Step 1 we create two default routes for each uplink with distance attribute to enable the failover effect (meaning if one link goes down, the next immediate link will be used next)

/ip route
###ISP1 has lower distance and hence is the primary link###
add check-gateway=ping comment="Default Route for ISP1" distance=1 gateway=pppoe-out1

add check-gateway=ping comment="Default Route for ISP2" distance=2 gateway=pppoe-out2

###If you have more than two uplinks, you simply increase the distance as required like this:
add check-gateway=ping comment="Example Route for ISP3" distance=3 gateway=pppoe-out3###

Step 2, we need to take care of MTU for the WAN interfaces which is applicable to any networking device or OS in this world. If your uplink is using DHCP Client/Static IP address, then by default this is already taken care of with 1500 MTU.
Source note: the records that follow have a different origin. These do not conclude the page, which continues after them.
//! In-process stand-ins for the native layer.
//!
//! `MockCameraModule` records every call it receives so tests and the demo
//! binary can observe exactly what crossed the boundary. Video captures
//! stay pending until `stop_capture` is called, like a real recorder.

use super::native::{
    CaptureOutput, CaptureRequest, NativeCameraModule, NativeError, NativeFuture, NativeProps,
    NativeView,
};
use crate::constants::Constants;
use futures::FutureExt;
use serde_json::Value;
use std::sync::{Arc, Mutex, MutexGuard, PoisonError};
use tokio::sync::Notify;

#[derive(Debug)]
struct ModuleState {
    authorization: Option<Result<bool, NativeError>>,
    capture_error: Option<NativeError>,
    field_of_view: Result<f64, NativeError>,
    has_flash: Result<bool, NativeError>,
    captures: Vec<CaptureRequest>,
    stop_calls: usize,
    // Stop signal for the video capture in flight, if any.
    recording: Option<Arc<Notify>>,
}

/// Mock native camera module.
#[derive(Debug)]
pub struct MockCameraModule {
    constants: Constants,
    state: Mutex<ModuleState>,
}

impl Default for MockCameraModule {
    fn default() -> Self {
        Self::new()
    }
}

impl MockCameraModule {
    /// A module with platform default codes, granting authorization.
    pub fn new() -> Self {
        Self::with_constants(Constants::platform_defaults())
    }

    /// A module publishing `constants`.
    pub fn with_constants(constants: Constants) -> Self {
        Self {
            constants,
            state: Mutex::new(ModuleState {
                authorization: Some(Ok(true)),
                capture_error: None,
                field_of_view: Ok(62.5),
                has_flash: Ok(true),
                captures: Vec::new(),
                stop_calls: 0,
                recording: None,
            }),
        }
    }

    fn state(&self) -> MutexGuard<'_, ModuleState> {
        self.state.lock().unwrap_or_else(PoisonError::into_inner)
    }

    /// Sets the authorization answer; `None` removes the query entirely.
    pub fn set_authorization(&self, answer: Option<Result<bool, NativeError>>) {
        self.state().authorization = answer;
    }

    /// Makes every following capture fail with `error`.
    pub fn fail_captures(&self, error: NativeError) {
        self.state().capture_error = Some(error);
    }

    /// Sets the field-of-view answer.
    pub fn set_field_of_view(&self, fov: Result<f64, NativeError>) {
        self.state().field_of_view = fov;
    }

    /// Sets the flash availability answer.
    pub fn set_has_flash(&self, has_flash: Result<bool, NativeError>) {
        self.state().has_flash = has_flash;
    }

    /// Requests received so far, oldest first.
    pub fn captures(&self) -> Vec<CaptureRequest> {
        self.state().captures.clone()
    }

    /// Number of `stop_capture` calls received.
    pub fn stop_calls(&self) -> usize {
        self.state().stop_calls
    }

    fn is_video(&self, request: &CaptureRequest) -> bool {
        request.mode.is_some() && request.mode == self.constants.capture_mode.get("video")
    }

    fn output_for(&self, request: &CaptureRequest, sequence: usize) -> CaptureOutput {
        let extension = if self.is_video(request) { "mov" } else { "jpg" };
        let in_memory = request.target.is_some()
            && request.target == self.constants.capture_target.get("memory");

        CaptureOutput {
            path: (!in_memory).then(|| format!("mock://capture/{}.{}", sequence, extension)),
            data: in_memory.then(|| format!("mock-frame-{}", sequence)),
            captured_at: chrono::Utc::now(),
        }
    }
}

impl NativeCameraModule for MockCameraModule {
    fn constants(&self) -> Constants {
        self.constants.clone()
    }

    fn check_device_authorization_status(&self) -> Option<NativeFuture<bool>> {
        let answer = self.state().authorization.clone()?;
        Some(futures::future::ready(answer).boxed())
    }

    fn capture(&self, request: CaptureRequest) -> NativeFuture<CaptureOutput> {
        let (sequence, error) = {
            let mut state = self.state();
            state.captures.push(request.clone());
            (state.captures.len(), state.capture_error.clone())
        };
        tracing::debug!(sequence, ?request, "MockCameraModule capture");

        if let Some(error) = error {
            return futures::future::ready(Err(error)).boxed();
        }

        let output = self.output_for(&request, sequence);
        if !self.is_video(&request) {
            return futures::future::ready(Ok(output)).boxed();
        }

        let stopped = Arc::new(Notify::new());
        self.state().recording = Some(Arc::clone(&stopped));
        async move {
            stopped.notified().await;
            Ok(output)
        }
        .boxed()
    }

    fn stop_capture(&self) {
        let recording = {
            let mut state = self.state();
            state.stop_calls += 1;
            state.recording.take()
        };
        if let Some(stopped) = recording {
            stopped.notify_one();
        }
        tracing::debug!("MockCameraModule stop_capture");
    }

    fn field_of_view(&self) -> Result<f64, NativeError> {
        self.state().field_of_view.clone()
    }

    fn has_flash(&self) -> Result<bool, NativeError> {
        self.state().has_flash.clone()
    }
}

/// Mock preview surface that records what it was given.
#[derive(Debug, Default)]
pub struct MockNativeView {
    renders: Mutex<Vec<NativeProps>>,
    raw_props: Mutex<Vec<serde_json::Map<String, Value>>>,
}

impl MockNativeView {
    /// Creates a view with no recorded calls.
    pub fn new() -> Self {
        Self::default()
    }

    /// Every property set rendered so far.
    pub fn renders(&self) -> Vec<NativeProps> {
        self.renders
            .lock()
            .unwrap_or_else(PoisonError::into_inner)
            .clone()
    }

    /// The most recent property set, if any.
    pub fn last_render(&self) -> Option<NativeProps> {
        self.renders().pop()
    }

    /// Raw property updates received through `set_native_props`.
    pub fn raw_props(&self) -> Vec<serde_json::Map<String, Value>> {
        self.raw_props
            .lock()
            .unwrap_or_else(PoisonError::into_inner)
            .clone()
    }
}

impl NativeView for MockNativeView {
    fn render(&self, props: &NativeProps) {
        self.renders
            .lock()
            .unwrap_or_else(PoisonError::into_inner)
            .push(props.clone());
    }

    fn set_native_props(&self, props: serde_json::Map<String, Value>) {
        self.raw_props
            .lock()
            .unwrap_or_else(PoisonError::into_inner)
            .push(props);
    }
}

#[cfg(test)]
mod tests {
    use super::*;

    fn still_request(target: i64) -> CaptureRequest {
        CaptureRequest {
            audio: false,
            mode: Some(0),
            target: Some(target),
            ..Default::default()
        }
    }

    #[tokio::test]
    async fn test_still_capture_to_memory() {
        let module = MockCameraModule::new();
        let output = module.capture(still_request(0)).await.unwrap();

        assert!(output.path.is_none());
        assert_eq!(output.data.as_deref(), Some("mock-frame-1"));
        assert_eq!(module.captures().len(), 1);
    }

    #[tokio::test]
    async fn test_still_capture_to_gallery() {
        let module = MockCameraModule::new();
        let output = module.capture(still_request(2)).await.unwrap();

        assert_eq!(output.path.as_deref(), Some("mock://capture/1.jpg"));
        assert!(output.data.is_none());
    }

    fn video_request() -> CaptureRequest {
        CaptureRequest {
            audio: true,
            mode: Some(1),
            target: Some(2),
            total_seconds: Some(-1.0),
            preferred_time_scale: Some(30),
            ..Default::default()
        }
    }

    #[tokio::test]
    async fn test_video_capture_waits_for_stop() {
        let module = MockCameraModule::new();

        let pending = module.capture(video_request());
        module.stop_capture();
        let output = pending.await.unwrap();

        assert_eq!(output.path.as_deref(), Some("mock://capture/1.mov"));
        assert_eq!(module.stop_calls(), 1);
    }

    #[tokio::test]
    async fn test_idle_stop_does_not_end_next_video() {
        let module = MockCameraModule::new();
        module.stop_capture();

        let mut pending = module.capture(video_request());
        assert!((&mut pending).now_or_never().is_none());

        module.stop_capture();
        let output = pending.await.unwrap();
        assert_eq!(output.path.as_deref(), Some("mock://capture/1.mov"));
        assert_eq!(module.stop_calls(), 2);
    }

    #[tokio::test]
    async fn test_capture_failure() {
        let module = MockCameraModule::new();
        module.fail_captures(NativeError::rejected("E_DENIED", "no access"));

        let result = module.capture(still_request(1)).await;
        assert_eq!(result, Err(NativeError::rejected("E_DENIED", "no access")));
        // Failed requests are still recorded
        assert_eq!(module.captures().len(), 1);
    }

    #[test]
    fn test_authorization_query_can_be_absent() {
        let module = MockCameraModule::new();
        assert!(module.check_device_authorization_status().is_some());

        module.set_authorization(None);
        assert!(module.check_device_authorization_status().is_none());
    }
}
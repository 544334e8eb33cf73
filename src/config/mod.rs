//! View configuration and configuration files.
//!
//! `CameraConfig` is the declarative property set an application hands
//! to a camera view. Mode fields stay symbolic here; translation to
//! native codes happens in [`crate::view::normalize`].

mod file;
mod props;

pub use file::{ConfigError, FileConfig};
pub use props::{CameraConfig, Callbacks, EventCallback, ModeValue, Style};
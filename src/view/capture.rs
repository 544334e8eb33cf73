//! Capture request construction.

use super::normalize::resolve;
use crate::bridge::CaptureRequest;
use crate::config::{CameraConfig, ModeValue};
use crate::constants::{Category, Constants};
use serde::{Deserialize, Serialize};
use serde_json::Value;

/// `totalSeconds` value meaning "record until stopped".
pub const UNBOUNDED_SECONDS: f64 = -1.0;

/// Time scale applied to video captures that do not set one.
pub const DEFAULT_TIME_SCALE: u32 = 30;

/// Request keys owned by the view; callers cannot set them through `extra`.
pub const RESERVED_KEYS: [&str; 5] = [
    "audio",
    "mode",
    "target",
    "totalSeconds",
    "preferredTimeScale",
];

/// Per-call capture options. Set fields take precedence over the view
/// configuration.
#[derive(Debug, Clone, Default, PartialEq, Serialize, Deserialize)]
#[serde(default, rename_all = "camelCase")]
pub struct CaptureOverrides {
    /// Record audio with video captures.
    pub audio: Option<bool>,
    /// Capture mode, by name or code.
    pub mode: Option<ModeValue>,
    /// Capture target, by name or code.
    pub target: Option<ModeValue>,
    /// Maximum video length in seconds.
    pub total_seconds: Option<f64>,
    /// Video time scale.
    pub preferred_time_scale: Option<u32>,
    /// Forwarded to the native module as-is, minus [`RESERVED_KEYS`].
    #[serde(flatten)]
    pub extra: serde_json::Map<String, Value>,
}

impl CaptureOverrides {
    /// Overrides selecting video mode.
    pub fn video() -> Self {
        Self {
            mode: Some(ModeValue::name("video")),
            ..Default::default()
        }
    }

    /// Sets the capture mode.
    pub fn with_mode(mut self, mode: impl Into<ModeValue>) -> Self {
        self.mode = Some(mode.into());
        self
    }

    /// Sets the capture target.
    pub fn with_target(mut self, target: impl Into<ModeValue>) -> Self {
        self.target = Some(target.into());
        self
    }

    /// Enables or disables audio recording.
    pub fn with_audio(mut self, audio: bool) -> Self {
        self.audio = Some(audio);
        self
    }

    /// Sets the maximum video length.
    pub fn with_total_seconds(mut self, seconds: f64) -> Self {
        self.total_seconds = Some(seconds);
        self
    }

    /// Sets the video time scale.
    pub fn with_time_scale(mut self, scale: u32) -> Self {
        self.preferred_time_scale = Some(scale);
        self
    }

    /// Adds an option passed through to the native module.
    pub fn with_extra(mut self, key: impl Into<String>, value: Value) -> Self {
        self.extra.insert(key.into(), value);
        self
    }
}

/// Returns true if `mode` is the table's video code.
pub fn is_video_mode(mode: Option<i64>, constants: &Constants) -> bool {
    mode.is_some() && mode == constants.code(Category::CaptureMode, "video")
}

/// Merges configuration and overrides into a native capture request.
///
/// Video requests always carry a duration and a time scale: a missing or
/// non-positive duration becomes [`UNBOUNDED_SECONDS`] and a missing or
/// zero time scale becomes [`DEFAULT_TIME_SCALE`].
pub fn build_request(
    config: &CameraConfig,
    constants: &Constants,
    overrides: CaptureOverrides,
) -> CaptureRequest {
    let mut extra = overrides.extra;
    for key in RESERVED_KEYS {
        if let Some(value) = extra.remove(key) {
            tracing::warn!(key, %value, "Ignoring reserved key in extra capture options");
        }
    }

    let mode_source = overrides.mode.as_ref().or(config.mode(Category::CaptureMode));
    let target_source = overrides
        .target
        .as_ref()
        .or(config.mode(Category::CaptureTarget));

    let mut request = CaptureRequest {
        audio: overrides.audio.unwrap_or(config.capture_audio),
        mode: resolve(mode_source, Category::CaptureMode, constants),
        target: resolve(target_source, Category::CaptureTarget, constants),
        total_seconds: overrides.total_seconds,
        preferred_time_scale: overrides.preferred_time_scale,
        extra,
    };

    if is_video_mode(request.mode, constants) {
        request.total_seconds = Some(match request.total_seconds {
            Some(seconds) if seconds > 0.0 => seconds,
            _ => UNBOUNDED_SECONDS,
        });
        request.preferred_time_scale = Some(match request.preferred_time_scale {
            Some(scale) if scale > 0 => scale,
            _ => DEFAULT_TIME_SCALE,
        });
    }

    request
}

#[cfg(test)]
mod tests {
    use super::*;
    use serde_json::json;

    fn constants() -> Constants {
        Constants::platform_defaults()
    }

    #[test]
    fn test_still_request_from_config() {
        let request = build_request(
            &CameraConfig::default(),
            &constants(),
            CaptureOverrides::default(),
        );

        assert!(request.audio);
        assert_eq!(request.mode, Some(0));
        assert_eq!(request.target, Some(2));
        assert_eq!(request.total_seconds, None);
        assert_eq!(request.preferred_time_scale, None);
    }

    #[test]
    fn test_overrides_win() {
        let overrides = CaptureOverrides::default()
            .with_audio(false)
            .with_target("memory")
            .with_extra("metadata", json!({"location": "here"}));
        let request = build_request(&CameraConfig::default(), &constants(), overrides);

        assert!(!request.audio);
        assert_eq!(request.target, Some(0));
        assert_eq!(request.extra["metadata"], json!({"location": "here"}));
    }

    #[test]
    fn test_video_defaults() {
        let request = build_request(
            &CameraConfig::default(),
            &constants(),
            CaptureOverrides::video(),
        );

        assert_eq!(request.mode, Some(1));
        assert_eq!(request.total_seconds, Some(UNBOUNDED_SECONDS));
        assert_eq!(request.preferred_time_scale, Some(DEFAULT_TIME_SCALE));
    }

    #[test]
    fn test_video_keeps_positive_values() {
        let overrides = CaptureOverrides::video()
            .with_total_seconds(12.5)
            .with_time_scale(600);
        let request = build_request(&CameraConfig::default(), &constants(), overrides);

        assert_eq!(request.total_seconds, Some(12.5));
        assert_eq!(request.preferred_time_scale, Some(600));
    }

    #[test]
    fn test_video_clamps_non_positive_duration() {
        for seconds in [0.0, -5.0] {
            let overrides = CaptureOverrides::video()
                .with_total_seconds(seconds)
                .with_time_scale(0);
            let request = build_request(&CameraConfig::default(), &constants(), overrides);

            assert_eq!(request.total_seconds, Some(UNBOUNDED_SECONDS));
            assert_eq!(request.preferred_time_scale, Some(DEFAULT_TIME_SCALE));
        }
    }

    #[test]
    fn test_video_mode_from_config_and_code() {
        let config = CameraConfig::default().with_capture_mode("video");
        let request = build_request(&config, &constants(), CaptureOverrides::default());
        assert_eq!(request.total_seconds, Some(UNBOUNDED_SECONDS));

        let overrides = CaptureOverrides::default().with_mode(1_i64);
        let request = build_request(&CameraConfig::default(), &constants(), overrides);
        assert!(is_video_mode(request.mode, &constants()));
    }

    #[test]
    fn test_extra_cannot_replace_resolved_fields() {
        let overrides = CaptureOverrides::video()
            .with_extra("totalSeconds", json!(0))
            .with_extra("mode", json!("video"))
            .with_extra("target", json!("memory"))
            .with_extra("audio", json!("yes"))
            .with_extra("preferredTimeScale", json!(0))
            .with_extra("title", json!("clip"));
        let request = build_request(&CameraConfig::default(), &constants(), overrides);
        let wire = serde_json::to_value(&request).unwrap();

        assert_eq!(
            wire,
            json!({
                "audio": true,
                "mode": 1,
                "target": 2,
                "totalSeconds": -1.0,
                "preferredTimeScale": 30,
                "title": "clip"
            })
        );
    }

    #[test]
    fn test_still_mode_leaves_duration_alone() {
        let overrides = CaptureOverrides::default().with_total_seconds(-10.0);
        let request = build_request(&CameraConfig::default(), &constants(), overrides);
        assert_eq!(request.total_seconds, Some(-10.0));
    }

    #[test]
    fn test_overrides_from_json() {
        let overrides: CaptureOverrides = serde_json::from_value(json!({
            "mode": "video",
            "totalSeconds": 3,
            "title": "clip"
        }))
        .unwrap();

        assert_eq!(overrides.mode, Some(ModeValue::name("video")));
        assert_eq!(overrides.total_seconds, Some(3.0));
        assert_eq!(overrides.extra["title"], json!("clip"));
    }
}
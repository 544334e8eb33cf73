//! The camera view component.

use super::capture::{build_request, is_video_mode, CaptureOverrides};
use super::normalize::normalize;
use crate::bridge::{
    CaptureOutput, EventEmitter, NativeCameraModule, NativeError, NativeFuture, NativeProps,
    NativeView, Subscription, BAR_CODE_READ_EVENT,
};
use crate::config::{CameraConfig, Callbacks};
use crate::constants::Constants;
use serde_json::Value;
use std::sync::atomic::{AtomicBool, Ordering};
use std::sync::{Arc, PoisonError, RwLock};
use tokio::task::JoinHandle;
use tracing::{debug, info, trace, warn};

/// Lifecycle hooks a UI binding drives a component through.
pub trait Lifecycle {
    /// Called once the component is attached to the view tree.
    fn mount(&mut self);

    /// Called with new properties from the parent.
    fn update(&mut self, config: CameraConfig);

    /// Called before the component is detached.
    fn unmount(&mut self);

    /// Produces and applies the native property set.
    fn render(&self) -> NativeProps;
}

/// Client-visible component state.
#[derive(Debug, Default)]
pub struct ViewState {
    authorized: AtomicBool,
    recording: AtomicBool,
}

impl ViewState {
    /// True once the platform reported camera access as granted.
    pub fn is_authorized(&self) -> bool {
        self.authorized.load(Ordering::SeqCst)
    }

    /// True while a video capture started by this view is running.
    pub fn is_recording(&self) -> bool {
        self.recording.load(Ordering::SeqCst)
    }
}

/// Events the native view reports directly to its component.
#[derive(Debug, Clone, PartialEq)]
pub enum ViewEvent {
    /// Focus point or state changed.
    FocusChanged(Value),
    /// Zoom factor changed.
    ZoomChanged(Value),
}

/// A declarative camera view backed by a native module and view.
pub struct CameraView {
    config: CameraConfig,
    /// Shared with the barcode listener so it always sees current hooks.
    callbacks: Arc<RwLock<Callbacks>>,
    constants: Arc<Constants>,
    module: Arc<dyn NativeCameraModule>,
    view: Arc<dyn NativeView>,
    events: EventEmitter,
    state: Arc<ViewState>,
    bar_code_subscription: Option<Subscription>,
    authorization_check: Option<JoinHandle<()>>,
}

impl CameraView {
    /// Creates an unmounted view. Nothing is sent to the native side yet.
    pub fn new(
        config: CameraConfig,
        constants: Arc<Constants>,
        module: Arc<dyn NativeCameraModule>,
        view: Arc<dyn NativeView>,
        events: EventEmitter,
    ) -> Self {
        Self {
            callbacks: Arc::new(RwLock::new(config.callbacks.clone())),
            config,
            constants,
            module,
            view,
            events,
            state: Arc::new(ViewState::default()),
            bar_code_subscription: None,
            authorization_check: None,
        }
    }

    /// Queries camera authorization directly on a native module.
    pub fn check_device_authorization_status(
        module: &dyn NativeCameraModule,
    ) -> Option<NativeFuture<bool>> {
        module.check_device_authorization_status()
    }

    /// The enumeration table this view resolves names with.
    pub fn constants(&self) -> &Arc<Constants> {
        &self.constants
    }

    /// Current configuration.
    pub fn config(&self) -> &CameraConfig {
        &self.config
    }

    /// Shared authorization and recording flags.
    pub fn state(&self) -> &ViewState {
        &self.state
    }

    /// Result of the last authorization check; false until it settles.
    pub fn is_authorized(&self) -> bool {
        self.state.is_authorized()
    }

    /// True while a video capture is running.
    pub fn is_recording(&self) -> bool {
        self.state.is_recording()
    }

    /// True between `mount` and `unmount`.
    pub fn is_mounted(&self) -> bool {
        self.bar_code_subscription
            .as_ref()
            .is_some_and(Subscription::is_active)
    }

    /// Normalized property set, without handing it to the native view.
    pub fn describe(&self) -> NativeProps {
        normalize(&self.config, &self.constants)
    }

    /// Starts a capture and returns the native result handle.
    ///
    /// The native call is issued before this returns. Video captures mark
    /// the view as recording until [`CameraView::stop_capture`].
    pub fn capture(&self, overrides: CaptureOverrides) -> NativeFuture<CaptureOutput> {
        let request = build_request(&self.config, &self.constants, overrides);

        if is_video_mode(request.mode, &self.constants) {
            self.state.recording.store(true, Ordering::SeqCst);
            info!(
                total_seconds = ?request.total_seconds,
                time_scale = ?request.preferred_time_scale,
                "Video capture started"
            );
        }

        debug!(?request, "Dispatching capture");
        self.module.capture(request)
    }

    /// Stops a running video capture. Does nothing when idle.
    pub fn stop_capture(&self) {
        if self.state.recording.swap(false, Ordering::SeqCst) {
            self.module.stop_capture();
            info!("Video capture stopped");
        }
    }

    /// Field of view reported by the native module, in degrees.
    pub fn field_of_view(&self) -> Result<f64, NativeError> {
        self.module.field_of_view()
    }

    /// Whether the active sensor has a flash.
    pub fn has_flash(&self) -> Result<bool, NativeError> {
        self.module.has_flash()
    }

    /// Applies raw properties to the native view without normalization.
    pub fn set_native_props(&self, props: serde_json::Map<String, Value>) {
        self.view.set_native_props(props);
    }

    /// Relays an event reported by the native view to its callback.
    pub fn dispatch_view_event(&self, event: ViewEvent) {
        let callbacks = self.callbacks.read().unwrap_or_else(PoisonError::into_inner);
        let (callback, payload) = match &event {
            ViewEvent::FocusChanged(payload) => (&callbacks.on_focus_changed, payload),
            ViewEvent::ZoomChanged(payload) => (&callbacks.on_zoom_changed, payload),
        };

        match callback {
            Some(callback) => {
                trace!(?event, "Relaying view event");
                callback(payload);
            }
            None => trace!(?event, "No handler for view event"),
        }
    }

    /// Waits for the authorization check started by `mount`, if any.
    pub async fn authorization_settled(&mut self) {
        if let Some(check) = self.authorization_check.take() {
            // Aborted checks leave the view unauthorized.
            let _ = check.await;
        }
    }

    fn start_authorization_check(&mut self) {
        let Ok(runtime) = tokio::runtime::Handle::try_current() else {
            warn!("No async runtime; camera stays unauthorized");
            return;
        };
        let Some(query) = self.module.check_device_authorization_status() else {
            debug!("Native module has no authorization query");
            return;
        };

        let state = Arc::clone(&self.state);
        self.authorization_check = Some(runtime.spawn(async move {
            match query.await {
                Ok(granted) => {
                    state.authorized.store(granted, Ordering::SeqCst);
                    info!(granted, "Camera authorization resolved");
                }
                Err(e) => warn!(error = %e, "Authorization query failed"),
            }
        }));
    }

    fn listen_for_bar_codes(&mut self) {
        let callbacks = Arc::clone(&self.callbacks);
        let relay = move |payload: &Value| {
            let callback = callbacks
                .read()
                .unwrap_or_else(PoisonError::into_inner)
                .on_bar_code_read
                .clone();
            if let Some(callback) = callback {
                trace!("Relaying barcode read");
                callback(payload);
            }
        };
        self.bar_code_subscription =
            Some(self.events.add_listener(BAR_CODE_READ_EVENT, Arc::new(relay)));
    }
}

impl Lifecycle for CameraView {
    fn mount(&mut self) {
        if self.is_mounted() {
            warn!("CameraView mounted twice; keeping existing listener");
            return;
        }

        self.start_authorization_check();
        self.listen_for_bar_codes();
        info!(
            bar_code_relay = self.config.callbacks.on_bar_code_read.is_some(),
            "CameraView mounted"
        );
    }

    fn update(&mut self, config: CameraConfig) {
        *self.callbacks.write().unwrap_or_else(PoisonError::into_inner) = config.callbacks.clone();
        self.config = config;
        self.render();
    }

    fn unmount(&mut self) {
        if let Some(mut subscription) = self.bar_code_subscription.take() {
            subscription.remove();
        }
        if let Some(check) = self.authorization_check.take() {
            check.abort();
        }
        if self.state.is_recording() {
            self.stop_capture();
        }
        info!("CameraView unmounted");
    }

    fn render(&self) -> NativeProps {
        let props = self.describe();
        debug!(?props, "Rendering native view");
        self.view.render(&props);
        props
    }
}

impl std::fmt::Debug for CameraView {
    fn fmt(&self, f: &mut std::fmt::Formatter<'_>) -> std::fmt::Result {
        f.debug_struct("CameraView")
            .field("config", &self.config)
            .field("state", &self.state)
            .field("mounted", &self.is_mounted())
            .finish()
    }
}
However with PPPoE, this is not the case and on RouterOS, there are what a user call ghost bytes. I will discuss PPPoE MTU in a future article, but for now, all that you need to do is set the underlying ethernet interface’s actual MTU to 1520 meaning the interface to which your uplink is connected to.

Figure-1 (In this case, ether1 and ether2 are the underlying ethernet interfaces)

Step 3, leave MTU, MRU, MRRU as blank to enable auto-negotiation, RouterOS will automatically find the correct MTU value set by your ISP. Along with MRU.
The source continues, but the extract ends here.